A dinner always accompanies meetings on public occasions; feasting was formerly attached in like manner to chantries, anniversaries, &c.; and, as it appears in part of the curious items in the parish books of Darlington, clergymen officiated for a donation of wine. It appears, too, that both ministers and parishioners were saddled with charitable aids to itinerants of various kinds; that noblemen granted passes in the manner of briefs; and that it was deemed right and proper for even churchwardens and overseers to patronize knowledge. Accordingly we have,

"1630. To Mr. Goodwine, a distressed scholer, 2s. 6d."

"1631. Given to a poor scholler, 12d.—Given to Mary Rigby, of Hauret West, in Pembrokeshire, in Wales, who had the Earle of Pembroke's passe.... To an Irish gentleman that had fouer children, and had Earl Marshall's passe, 12d."

"1635. To a souldier which came to the church on a Sunday, 6d."

"1639. For Mr. Thompson, that preached the forenoone and afternoone, for a quart of sack, 14d."

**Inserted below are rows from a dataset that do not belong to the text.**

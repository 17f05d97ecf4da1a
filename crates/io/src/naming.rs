use confronto_recon::OfficeLabel;

/// Characters no common filesystem accepts in a file name.
const UNSAFE_CHARS: &[char] = &['\\', '/', ':', '*', '?', '"', '<', '>', '|'];

/// `confronto_<office-or-multi>_ra_mna.xlsx`
pub fn report_file_name(label: &OfficeLabel) -> String {
    format!("confronto_{}_ra_mna.xlsx", safe_component(label.as_str()))
}

/// Strip unsafe characters and collapse whitespace runs to `_`.
/// Falls back to `multi` when nothing is left.
pub fn safe_component(raw: &str) -> String {
    let stripped: String = raw.chars().filter(|c| !UNSAFE_CHARS.contains(c)).collect();
    let joined = stripped.split_whitespace().collect::<Vec<_>>().join("_");
    if joined.is_empty() {
        OfficeLabel::Multi.as_str().to_string()
    } else {
        joined
    }
}
// Property-based tests for the reconciliation engine.
// CI: 256 cases (default). Soak: PROPTEST_CASES=10000 cargo test --release

use proptest::prelude::*;

use confronto_recon::engine::collection_ratio;
use confronto_recon::model::{MonthlyMargin, ObjectiveRecord, OfficeMonthlyBonus};
use confronto_recon::{run, PoolBasis, ReconConfig, ReconInput};

// ---------------------------------------------------------------------------
// Config
// ---------------------------------------------------------------------------

fn config_256() -> ProptestConfig {
    ProptestConfig {
        cases: std::env::var("PROPTEST_CASES")
            .ok()
            .and_then(|s| s.parse().ok())
            .unwrap_or(256),
        failure_persistence: None,
        ..ProptestConfig::default()
    }
}

// ---------------------------------------------------------------------------
// Generators
// ---------------------------------------------------------------------------

/// Margin cell: mostly a number of either sign, sometimes missing.
fn arb_margin() -> impl Strategy<Value = Option<f64>> {
    prop_oneof![
        4 => (-1e6..1e6f64).prop_map(Some),
        1 => Just(Some(0.0)),
        1 => Just(None),
    ]
}

/// Production: usually positive, sometimes zero.
fn arb_production() -> impl Strategy<Value = f64> {
    prop_oneof![
        4 => 1.0..1e6f64,
        1 => Just(0.0),
    ]
}

#[derive(Debug, Clone)]
struct MonthCase {
    margin: Option<f64>,
    production: f64,
    collected: f64,
    legacy_core: Option<f64>,
}

fn arb_month() -> impl Strategy<Value = MonthCase> {
    (arb_margin(), arb_production(), -1e5..2e6f64, proptest::option::of(0.0..1e4f64)).prop_map(
        |(margin, production, collected, legacy_core)| MonthCase {
            margin,
            production,
            collected,
            legacy_core,
        },
    )
}

/// One office with 1..=12 consecutive months; month `i` is `cases[i - 1]`.
/// A second office keeps the bonus and objective sets overlapping.
fn build_input(cases: &[MonthCase]) -> ReconInput {
    let mut bonuses = vec![OfficeMonthlyBonus {
        office: "EDAC_000".into(),
        month: 1,
        addon: 0.0,
        legacy_core: 0.0,
    }];
    let mut objectives = vec![ObjectiveRecord {
        office: "EDAC_000".into(),
        year: 2024,
        month: 1,
        production: 1.0,
        billed: 1.0,
        collected: 1.0,
    }];
    let mut margins = MonthlyMargin::new();

    for (i, case) in cases.iter().enumerate() {
        let month = i as u32 + 1;
        margins.insert(month, case.margin);
        objectives.push(ObjectiveRecord {
            office: "EDAC_001".into(),
            year: 2024,
            month,
            production: case.production,
            billed: case.production,
            collected: case.collected,
        });
        if let Some(legacy_core) = case.legacy_core {
            bonuses.push(OfficeMonthlyBonus {
                office: "EDAC_001".into(),
                month,
                addon: 1.0,
                legacy_core,
            });
        }
    }
    ReconInput { bonuses, objectives, margins }
}

fn close(a: f64, b: f64) -> bool {
    (a - b).abs() <= 1e-6 * a.abs().max(b.abs()).max(1.0)
}

// ---------------------------------------------------------------------------
// Properties
// ---------------------------------------------------------------------------

proptest! {
    #![proptest_config(config_256())]

    #[test]
    fn delta_is_new_premium_minus_legacy(cases in proptest::collection::vec(arb_month(), 1..=12)) {
        let result = run(&ReconConfig::default(), &build_input(&cases)).unwrap();
        for row in &result.rows {
            prop_assert_eq!(row.delta, row.new_premium - row.legacy_core);
        }
    }

    #[test]
    fn allocated_bases_sum_to_pool(
        cases in proptest::collection::vec(arb_month(), 1..=12),
        positive_basis in any::<bool>(),
    ) {
        let pool_basis = if positive_basis { PoolBasis::PositiveMargin } else { PoolBasis::NetMargin };
        let config = ReconConfig { pool_basis, ..ReconConfig::default() };
        let result = run(&config, &build_input(&cases)).unwrap();

        let margins: Vec<f64> = cases.iter().filter_map(|c| c.margin).collect();
        let positive_sum: f64 = margins.iter().filter(|&&m| m > 0.0).sum();
        let basis = if positive_basis { positive_sum } else { margins.iter().sum::<f64>().max(0.0) };
        let target = config.pool_rate * basis;

        let office_rows: Vec<_> = result.rows.iter().filter(|r| r.office == "EDAC_001").collect();
        let allocated: f64 = office_rows.iter().map(|r| r.new_base).sum();
        for row in &office_rows {
            prop_assert!(row.new_base >= 0.0, "negative base {} in month {}", row.new_base, row.month);
        }

        if positive_sum > 0.0 {
            prop_assert!(close(allocated, target), "allocated {} != target {}", allocated, target);
        } else {
            prop_assert_eq!(allocated, 0.0);
        }
        for row in &office_rows {
            if !row.margin.is_some_and(|m| m > 0.0) {
                prop_assert_eq!(row.new_base, 0.0);
            }
        }
    }

    #[test]
    fn ratio_is_bounded_or_absent(collected in -1e7..1e7f64, production in arb_production()) {
        match collection_ratio(collected, production) {
            Some(ratio) => prop_assert!((0.0..=1.0).contains(&ratio)),
            None => prop_assert_eq!(production, 0.0),
        }
    }

    #[test]
    fn k_is_monotone_in_ratio(a in 0.0..=1.0f64, b in 0.0..=1.0f64) {
        let config = ReconConfig::default();
        let (low, high) = if a <= b { (a, b) } else { (b, a) };
        prop_assert!(config.tier_coefficient(low) <= config.tier_coefficient(high));
    }

    #[test]
    fn rows_are_sorted_and_offices_come_from_inputs(cases in proptest::collection::vec(arb_month(), 1..=12)) {
        let input = build_input(&cases);
        let result = run(&ReconConfig::default(), &input).unwrap();

        prop_assert_eq!(result.rows.len(), input.objectives.len());
        for pair in result.rows.windows(2) {
            let a = (pair[0].year, pair[0].month, pair[0].office.as_str());
            let b = (pair[1].year, pair[1].month, pair[1].office.as_str());
            prop_assert!(a <= b);
        }
        for row in &result.rows {
            prop_assert!(input.objectives.iter().any(|o| o.office == row.office));
        }
    }
}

"1650. For six quartes of sacke to the ministre that preached, when we had not a ministere, 9s."

It is to be observed that this was in the puritanical era.

"1653. For a primer for a poore boy, 4d."

"1666. For one quarte of sacke, bestowed on Mr. Jellet, when he preached, 2s. 4d."

"1684. To the parson's order, given to a man both deaf and dumb, being sent from minister to minister to London, 6d.—To Mr. Bell, with a letter from London with the names of the Royal Family, 6d."

This is a curious item; for it shows that the Mercuries, diurnals, and intelligencers of the day, were not deemed sufficient for satisfactorily advertising public events.